There was a memoir in all of this after all, though, with Grenville’s new book The Search for the Secret River. Though I haven’t read The Secret River I was attracted to The Search for… by promises of an exploration of the lines between fact and fiction, thoughts on writing by one seasoned in the art (who had written writing guides previously), and by a consideration of the implications of history. Grenville didn’t disappoint, and I do imagine that for fans of the novel, The Search for the Secret River will provide rich insight into its creation, a sort of fly-on-the-wall perspective, which is rare with authors and books.
I approached this book foremost as a writer, and found it valuable in this respective. The deftness with which Grenville slips her wisdom into the narrative, avoiding didacticism and alienation of those to whom such advice might not be applicable.

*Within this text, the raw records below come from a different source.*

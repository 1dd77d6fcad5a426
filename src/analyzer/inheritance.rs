//! Parent branch discovery and `Inherit` increment resolution

use crate::analyzer::context::CalculationContext;
use crate::config::EffectiveConfiguration;
use crate::domain::branch::normalize_branch_name;
use crate::domain::{BranchGroup, VersionField};
use crate::error::{GitSemverError, Result};
use crate::git::Repository;
use crate::warnings::CalculationWarning;
use git2::Oid;
use std::collections::HashSet;
use tracing::debug;

/// A branch another branch could have been created from
#[derive(Debug, Clone, PartialEq, Eq)]
pub struct ParentBranch {
    pub name: String,
    pub tip: Oid,
    pub merge_base: Oid,
    /// Commits between the merge base and the child tip
    pub distance: u64,
    pub group: BranchGroup,
    /// The parent already contains the child tip
    pub contains_child: bool,
}

/// Possible parents of a branch, best first.
///
/// Branches that do not already contain the child tip come first; within each
/// half the nearest merge base wins, then group priority, then name. Branches
/// with unrelated history are left out.
pub fn parent_candidates<R: Repository>(
    ctx: &CalculationContext<'_, R>,
    branch_name: &str,
    tip: Oid,
) -> Result<Vec<ParentBranch>> {
    let mut candidates = Vec::new();

    for branch in &ctx.branches {
        let name = normalize_branch_name(&branch.name);
        if name == branch_name {
            continue;
        }
        let Some(merge_base) = ctx.repo().merge_base(branch.tip, tip)? else {
            continue;
        };

        candidates.push(ParentBranch {
            name: name.to_string(),
            tip: branch.tip,
            merge_base,
            distance: ctx.graph.distance(Some(merge_base), tip)?,
            group: ctx.resolver.resolve(name).group,
            contains_child: ctx.graph.is_ancestor(tip, branch.tip)?,
        });
    }

    candidates.sort_by(|a, b| {
        a.contains_child
            .cmp(&b.contains_child)
            .then_with(|| a.distance.cmp(&b.distance))
            .then_with(|| a.group.cmp(&b.group))
            .then_with(|| a.name.cmp(&b.name))
    });
    Ok(candidates)
}

fn default_increment<R: Repository>(ctx: &CalculationContext<'_, R>) -> VersionField {
    ctx.config
        .defaults
        .increment
        .and_then(|i| i.as_field())
        .unwrap_or(VersionField::Patch)
}

/// Resolve a branch's increment, following `Inherit` through its parents.
///
/// Each step moves to the best parent not yet visited. A branch whose only
/// parents were already visited, or a chain longer than the configured
/// depth, is a cycle.
pub fn resolve_increment<R: Repository>(
    ctx: &CalculationContext<'_, R>,
    branch: &EffectiveConfiguration,
    tip: Oid,
) -> Result<VersionField> {
    if let Some(field) = branch.increment.as_field() {
        return Ok(field);
    }
    if let Some(field) = ctx.increments.borrow().get(&branch.branch_name) {
        return Ok(*field);
    }

    let mut chain = vec![branch.branch_name.clone()];
    let mut visited: HashSet<String> = chain.iter().cloned().collect();
    let mut current_name = branch.branch_name.clone();
    let mut current_tip = tip;

    let field = loop {
        if chain.len() > ctx.config.max_inherit_depth {
            return Err(GitSemverError::cycle(chain));
        }

        let candidates = parent_candidates(ctx, &current_name, current_tip)?;
        let Some(parent) = candidates.iter().find(|p| !visited.contains(&p.name)) else {
            if let Some(first) = candidates.first() {
                chain.push(first.name.clone());
                return Err(GitSemverError::cycle(chain));
            }
            ctx.warn(CalculationWarning::ParentBranchNotFound {
                branch: current_name.clone(),
            });
            break default_increment(ctx);
        };

        debug!(child = %current_name, parent = %parent.name, "following inherited increment");
        visited.insert(parent.name.clone());
        chain.push(parent.name.clone());

        let effective = ctx.resolver.resolve(&parent.name);
        if let Some(field) = effective.increment.as_field() {
            break field;
        }
        current_name = parent.name.clone();
        current_tip = parent.tip;
    };

    ctx.increments
        .borrow_mut()
        .insert(branch.branch_name.clone(), field);
    Ok(field)
}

Her “mantras”: Never have a blank page one; Don’t wait for the mood. “Never mind. Fix it up later”. Words which might ring emptily, were it not for their contexts. She deals with practical matters of reimagining dialogue, investing characters with life, how to write “the other”.
Divided into three parts, the first deals with her research into her family background, her understanding of the facts of her ancestors as colonials, the impossibility of uncovering history at all, let alone bringing it back to life. How “history” can take us so far in the wrong direction, and how often the answers are always in places we’d least expect them, and found usually by chance. The second part of the book is a fascinating recounting of how nonfiction turned into a novel after all, and the final third considers the practical matters of this process.
This was a most enjoyable memoir, the sort of narrative that only a novelist could write. And I use the term “narrative” quite deliberately, for this what Grenville manages to create, out of her fact, her fiction, and so many moments of her own confusion. She’s written another story, no more or less powerful for the truth at its core, but rather for the strength of its parts and construction alike.